### What the task asks:
Where the word "bool" appears in a line below, copy the whole line.

### Source material:
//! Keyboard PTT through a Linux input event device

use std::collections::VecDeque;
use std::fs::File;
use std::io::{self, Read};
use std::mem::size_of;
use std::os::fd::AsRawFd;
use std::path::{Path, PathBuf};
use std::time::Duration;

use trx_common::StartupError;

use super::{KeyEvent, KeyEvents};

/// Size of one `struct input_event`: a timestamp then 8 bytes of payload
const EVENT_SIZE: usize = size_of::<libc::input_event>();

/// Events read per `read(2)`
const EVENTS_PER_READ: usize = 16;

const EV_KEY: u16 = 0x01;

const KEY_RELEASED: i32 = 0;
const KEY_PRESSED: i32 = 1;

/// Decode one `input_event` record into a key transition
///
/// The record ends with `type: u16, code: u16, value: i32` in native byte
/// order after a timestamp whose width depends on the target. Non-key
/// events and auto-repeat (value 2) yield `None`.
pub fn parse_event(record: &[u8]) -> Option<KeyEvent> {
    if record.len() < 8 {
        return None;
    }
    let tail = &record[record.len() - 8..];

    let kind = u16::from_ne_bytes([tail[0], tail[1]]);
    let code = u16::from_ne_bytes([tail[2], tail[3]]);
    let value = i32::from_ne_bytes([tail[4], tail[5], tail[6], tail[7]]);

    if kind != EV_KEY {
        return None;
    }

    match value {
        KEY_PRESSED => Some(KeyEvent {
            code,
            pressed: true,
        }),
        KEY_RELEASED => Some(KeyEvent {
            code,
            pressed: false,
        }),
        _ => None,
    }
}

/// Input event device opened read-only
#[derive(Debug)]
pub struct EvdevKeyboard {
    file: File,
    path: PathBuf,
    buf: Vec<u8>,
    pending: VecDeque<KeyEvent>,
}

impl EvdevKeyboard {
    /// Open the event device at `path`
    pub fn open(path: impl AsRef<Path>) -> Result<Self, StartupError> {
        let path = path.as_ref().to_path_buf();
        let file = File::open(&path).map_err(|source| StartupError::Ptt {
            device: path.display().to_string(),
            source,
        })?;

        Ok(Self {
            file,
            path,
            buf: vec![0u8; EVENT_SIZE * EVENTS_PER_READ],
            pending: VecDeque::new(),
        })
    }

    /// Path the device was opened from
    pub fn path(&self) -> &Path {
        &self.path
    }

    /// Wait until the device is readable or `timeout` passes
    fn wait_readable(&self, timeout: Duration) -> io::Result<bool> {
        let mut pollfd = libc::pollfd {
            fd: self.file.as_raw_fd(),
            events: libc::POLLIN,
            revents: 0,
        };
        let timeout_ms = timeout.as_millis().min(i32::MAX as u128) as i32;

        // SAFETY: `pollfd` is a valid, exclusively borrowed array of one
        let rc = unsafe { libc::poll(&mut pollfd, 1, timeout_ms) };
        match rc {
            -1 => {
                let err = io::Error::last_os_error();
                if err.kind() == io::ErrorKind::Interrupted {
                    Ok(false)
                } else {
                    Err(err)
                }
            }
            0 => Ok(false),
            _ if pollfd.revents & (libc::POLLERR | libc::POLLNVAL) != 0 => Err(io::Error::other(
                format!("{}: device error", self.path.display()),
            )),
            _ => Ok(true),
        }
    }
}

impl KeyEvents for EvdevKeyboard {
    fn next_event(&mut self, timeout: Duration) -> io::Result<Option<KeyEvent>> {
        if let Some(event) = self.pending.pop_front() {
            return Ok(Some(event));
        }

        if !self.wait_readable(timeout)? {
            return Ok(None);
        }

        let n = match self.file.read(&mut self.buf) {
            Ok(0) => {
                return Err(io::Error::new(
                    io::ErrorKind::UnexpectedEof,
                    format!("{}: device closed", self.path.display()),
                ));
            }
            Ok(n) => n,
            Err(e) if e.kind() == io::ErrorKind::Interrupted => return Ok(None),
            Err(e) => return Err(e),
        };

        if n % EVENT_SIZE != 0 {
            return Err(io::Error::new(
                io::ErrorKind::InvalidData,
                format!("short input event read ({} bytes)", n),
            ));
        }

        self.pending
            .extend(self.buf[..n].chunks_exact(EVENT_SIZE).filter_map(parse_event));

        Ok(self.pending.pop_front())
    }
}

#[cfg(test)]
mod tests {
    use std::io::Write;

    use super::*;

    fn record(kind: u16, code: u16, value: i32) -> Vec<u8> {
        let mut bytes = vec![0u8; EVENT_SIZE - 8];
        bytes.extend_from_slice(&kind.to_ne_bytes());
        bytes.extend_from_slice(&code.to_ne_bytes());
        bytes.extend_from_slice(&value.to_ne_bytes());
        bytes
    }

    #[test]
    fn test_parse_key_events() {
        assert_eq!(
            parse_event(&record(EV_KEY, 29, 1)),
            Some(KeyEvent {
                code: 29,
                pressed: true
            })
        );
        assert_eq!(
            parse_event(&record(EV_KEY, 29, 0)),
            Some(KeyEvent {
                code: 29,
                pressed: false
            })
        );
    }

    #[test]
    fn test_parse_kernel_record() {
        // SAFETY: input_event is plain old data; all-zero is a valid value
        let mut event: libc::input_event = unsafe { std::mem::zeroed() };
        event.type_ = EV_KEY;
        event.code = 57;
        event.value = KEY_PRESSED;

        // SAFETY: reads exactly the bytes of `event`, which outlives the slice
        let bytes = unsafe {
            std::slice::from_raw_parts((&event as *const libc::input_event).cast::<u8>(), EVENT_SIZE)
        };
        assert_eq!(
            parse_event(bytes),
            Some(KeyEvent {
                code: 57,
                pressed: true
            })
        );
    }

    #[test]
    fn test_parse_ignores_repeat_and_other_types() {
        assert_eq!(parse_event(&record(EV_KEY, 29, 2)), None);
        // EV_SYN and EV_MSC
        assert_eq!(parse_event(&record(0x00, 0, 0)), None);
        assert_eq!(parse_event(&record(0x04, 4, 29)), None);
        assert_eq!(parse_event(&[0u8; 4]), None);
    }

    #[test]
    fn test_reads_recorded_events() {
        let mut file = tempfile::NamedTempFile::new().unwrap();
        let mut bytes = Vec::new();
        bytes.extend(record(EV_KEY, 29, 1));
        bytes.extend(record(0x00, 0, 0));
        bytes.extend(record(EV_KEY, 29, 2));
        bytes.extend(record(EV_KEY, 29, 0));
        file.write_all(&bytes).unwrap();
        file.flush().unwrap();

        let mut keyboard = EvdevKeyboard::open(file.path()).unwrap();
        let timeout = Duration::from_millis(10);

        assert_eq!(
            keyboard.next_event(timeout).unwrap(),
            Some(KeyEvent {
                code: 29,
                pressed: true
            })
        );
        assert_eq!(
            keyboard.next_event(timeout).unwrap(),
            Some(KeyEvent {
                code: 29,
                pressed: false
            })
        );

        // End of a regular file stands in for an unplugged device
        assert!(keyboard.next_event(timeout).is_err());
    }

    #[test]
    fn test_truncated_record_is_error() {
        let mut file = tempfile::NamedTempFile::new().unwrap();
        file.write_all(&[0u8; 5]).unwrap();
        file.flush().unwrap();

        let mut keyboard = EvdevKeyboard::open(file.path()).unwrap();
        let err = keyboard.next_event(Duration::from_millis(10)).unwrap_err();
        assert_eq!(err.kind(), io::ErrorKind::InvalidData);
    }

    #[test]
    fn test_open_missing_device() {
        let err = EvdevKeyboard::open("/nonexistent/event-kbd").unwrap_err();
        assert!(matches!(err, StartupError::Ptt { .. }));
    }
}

--

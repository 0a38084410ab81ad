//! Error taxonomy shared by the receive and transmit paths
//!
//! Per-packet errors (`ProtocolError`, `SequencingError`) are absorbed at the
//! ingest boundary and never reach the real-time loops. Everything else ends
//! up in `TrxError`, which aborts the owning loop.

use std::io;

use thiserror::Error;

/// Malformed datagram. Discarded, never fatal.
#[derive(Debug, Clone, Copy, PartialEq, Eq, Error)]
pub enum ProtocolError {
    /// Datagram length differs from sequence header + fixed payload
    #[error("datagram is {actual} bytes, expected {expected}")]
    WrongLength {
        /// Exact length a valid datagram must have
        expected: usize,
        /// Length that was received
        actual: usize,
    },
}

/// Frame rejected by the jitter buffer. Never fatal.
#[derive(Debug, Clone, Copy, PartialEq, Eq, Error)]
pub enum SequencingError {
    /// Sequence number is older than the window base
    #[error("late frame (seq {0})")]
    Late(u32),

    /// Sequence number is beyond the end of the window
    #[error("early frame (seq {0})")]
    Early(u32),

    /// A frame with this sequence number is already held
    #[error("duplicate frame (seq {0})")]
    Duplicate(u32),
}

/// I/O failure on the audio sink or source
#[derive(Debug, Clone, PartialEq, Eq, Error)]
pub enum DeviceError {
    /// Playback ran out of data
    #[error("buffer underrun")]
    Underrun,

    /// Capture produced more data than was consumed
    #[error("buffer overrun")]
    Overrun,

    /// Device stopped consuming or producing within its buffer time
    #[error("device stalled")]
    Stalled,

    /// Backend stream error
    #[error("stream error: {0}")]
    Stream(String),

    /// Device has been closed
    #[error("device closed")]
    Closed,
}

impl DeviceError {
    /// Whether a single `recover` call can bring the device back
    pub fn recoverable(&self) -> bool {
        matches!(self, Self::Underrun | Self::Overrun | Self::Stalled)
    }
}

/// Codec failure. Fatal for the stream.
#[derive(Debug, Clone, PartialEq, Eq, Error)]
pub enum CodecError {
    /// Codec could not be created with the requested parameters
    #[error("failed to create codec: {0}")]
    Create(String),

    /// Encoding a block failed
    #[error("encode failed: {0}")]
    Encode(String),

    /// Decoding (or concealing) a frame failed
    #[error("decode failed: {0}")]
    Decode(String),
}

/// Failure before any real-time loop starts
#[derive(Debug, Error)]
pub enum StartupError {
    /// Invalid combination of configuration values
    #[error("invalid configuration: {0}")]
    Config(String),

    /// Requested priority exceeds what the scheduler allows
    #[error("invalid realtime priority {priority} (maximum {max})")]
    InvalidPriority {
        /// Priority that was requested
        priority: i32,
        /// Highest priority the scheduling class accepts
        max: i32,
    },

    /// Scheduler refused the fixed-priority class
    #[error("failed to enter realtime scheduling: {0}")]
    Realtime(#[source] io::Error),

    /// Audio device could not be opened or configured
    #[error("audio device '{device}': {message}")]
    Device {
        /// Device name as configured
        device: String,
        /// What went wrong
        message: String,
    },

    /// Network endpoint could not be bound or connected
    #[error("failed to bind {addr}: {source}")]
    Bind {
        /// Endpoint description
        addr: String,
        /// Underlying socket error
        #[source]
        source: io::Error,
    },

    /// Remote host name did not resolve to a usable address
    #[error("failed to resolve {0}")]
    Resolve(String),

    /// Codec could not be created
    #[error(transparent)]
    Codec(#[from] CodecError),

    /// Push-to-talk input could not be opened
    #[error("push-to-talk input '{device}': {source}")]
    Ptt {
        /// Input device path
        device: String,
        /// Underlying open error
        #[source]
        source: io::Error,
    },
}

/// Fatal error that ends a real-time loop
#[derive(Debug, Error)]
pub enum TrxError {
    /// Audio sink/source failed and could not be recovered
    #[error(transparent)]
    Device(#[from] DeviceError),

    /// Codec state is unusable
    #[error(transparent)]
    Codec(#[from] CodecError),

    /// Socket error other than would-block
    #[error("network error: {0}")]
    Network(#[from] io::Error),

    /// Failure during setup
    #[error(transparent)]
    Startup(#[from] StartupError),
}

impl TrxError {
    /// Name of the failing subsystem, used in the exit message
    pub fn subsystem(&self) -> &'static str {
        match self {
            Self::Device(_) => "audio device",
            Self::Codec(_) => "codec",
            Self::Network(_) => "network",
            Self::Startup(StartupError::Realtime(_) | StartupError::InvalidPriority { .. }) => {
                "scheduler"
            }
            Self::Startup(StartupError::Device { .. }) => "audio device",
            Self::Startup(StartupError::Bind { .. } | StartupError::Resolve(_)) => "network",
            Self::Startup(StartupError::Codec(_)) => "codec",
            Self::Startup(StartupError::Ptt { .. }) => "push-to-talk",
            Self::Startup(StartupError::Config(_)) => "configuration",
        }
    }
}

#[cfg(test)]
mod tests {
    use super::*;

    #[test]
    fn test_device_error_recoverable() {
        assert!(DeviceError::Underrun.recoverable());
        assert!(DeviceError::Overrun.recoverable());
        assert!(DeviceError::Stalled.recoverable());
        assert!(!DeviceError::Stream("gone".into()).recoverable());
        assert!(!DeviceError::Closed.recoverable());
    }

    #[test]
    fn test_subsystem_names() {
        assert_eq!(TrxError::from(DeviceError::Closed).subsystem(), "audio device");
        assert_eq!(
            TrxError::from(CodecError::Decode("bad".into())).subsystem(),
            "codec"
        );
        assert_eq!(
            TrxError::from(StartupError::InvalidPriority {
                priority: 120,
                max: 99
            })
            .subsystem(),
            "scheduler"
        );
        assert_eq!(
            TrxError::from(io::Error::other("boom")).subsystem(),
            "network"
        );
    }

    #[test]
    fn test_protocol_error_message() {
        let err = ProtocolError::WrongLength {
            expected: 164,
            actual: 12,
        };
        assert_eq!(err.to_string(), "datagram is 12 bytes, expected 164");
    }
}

--

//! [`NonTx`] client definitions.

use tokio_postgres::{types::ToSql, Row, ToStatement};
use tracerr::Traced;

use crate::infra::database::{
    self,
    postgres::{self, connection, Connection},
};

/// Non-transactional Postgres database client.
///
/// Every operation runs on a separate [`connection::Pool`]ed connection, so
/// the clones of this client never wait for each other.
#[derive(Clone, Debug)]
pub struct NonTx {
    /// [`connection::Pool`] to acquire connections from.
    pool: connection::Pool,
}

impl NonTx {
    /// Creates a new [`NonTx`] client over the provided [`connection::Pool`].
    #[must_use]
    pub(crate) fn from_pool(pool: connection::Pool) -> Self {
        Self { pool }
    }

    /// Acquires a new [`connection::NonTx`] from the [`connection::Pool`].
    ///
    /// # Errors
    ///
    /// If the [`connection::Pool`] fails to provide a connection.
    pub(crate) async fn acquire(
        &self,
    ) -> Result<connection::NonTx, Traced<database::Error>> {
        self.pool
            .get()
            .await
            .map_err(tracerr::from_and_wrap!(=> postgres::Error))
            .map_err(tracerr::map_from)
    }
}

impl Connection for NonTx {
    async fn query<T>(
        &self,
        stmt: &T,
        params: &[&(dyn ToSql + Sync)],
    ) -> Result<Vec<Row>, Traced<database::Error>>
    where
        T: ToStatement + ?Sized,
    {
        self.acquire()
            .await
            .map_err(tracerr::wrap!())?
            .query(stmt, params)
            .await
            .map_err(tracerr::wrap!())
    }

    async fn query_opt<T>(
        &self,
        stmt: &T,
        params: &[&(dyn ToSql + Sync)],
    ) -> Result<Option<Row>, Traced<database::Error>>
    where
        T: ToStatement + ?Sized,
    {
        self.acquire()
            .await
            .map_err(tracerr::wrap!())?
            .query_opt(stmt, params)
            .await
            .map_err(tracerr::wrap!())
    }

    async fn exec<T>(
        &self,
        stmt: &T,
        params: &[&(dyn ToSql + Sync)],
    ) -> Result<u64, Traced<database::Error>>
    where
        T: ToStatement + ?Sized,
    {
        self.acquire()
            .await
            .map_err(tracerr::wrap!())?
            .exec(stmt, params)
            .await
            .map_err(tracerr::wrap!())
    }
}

### Exercise answer:
    fn wait_readable(&self, timeout: Duration) -> io::Result<bool> {
    pub fn recoverable(&self) -> bool {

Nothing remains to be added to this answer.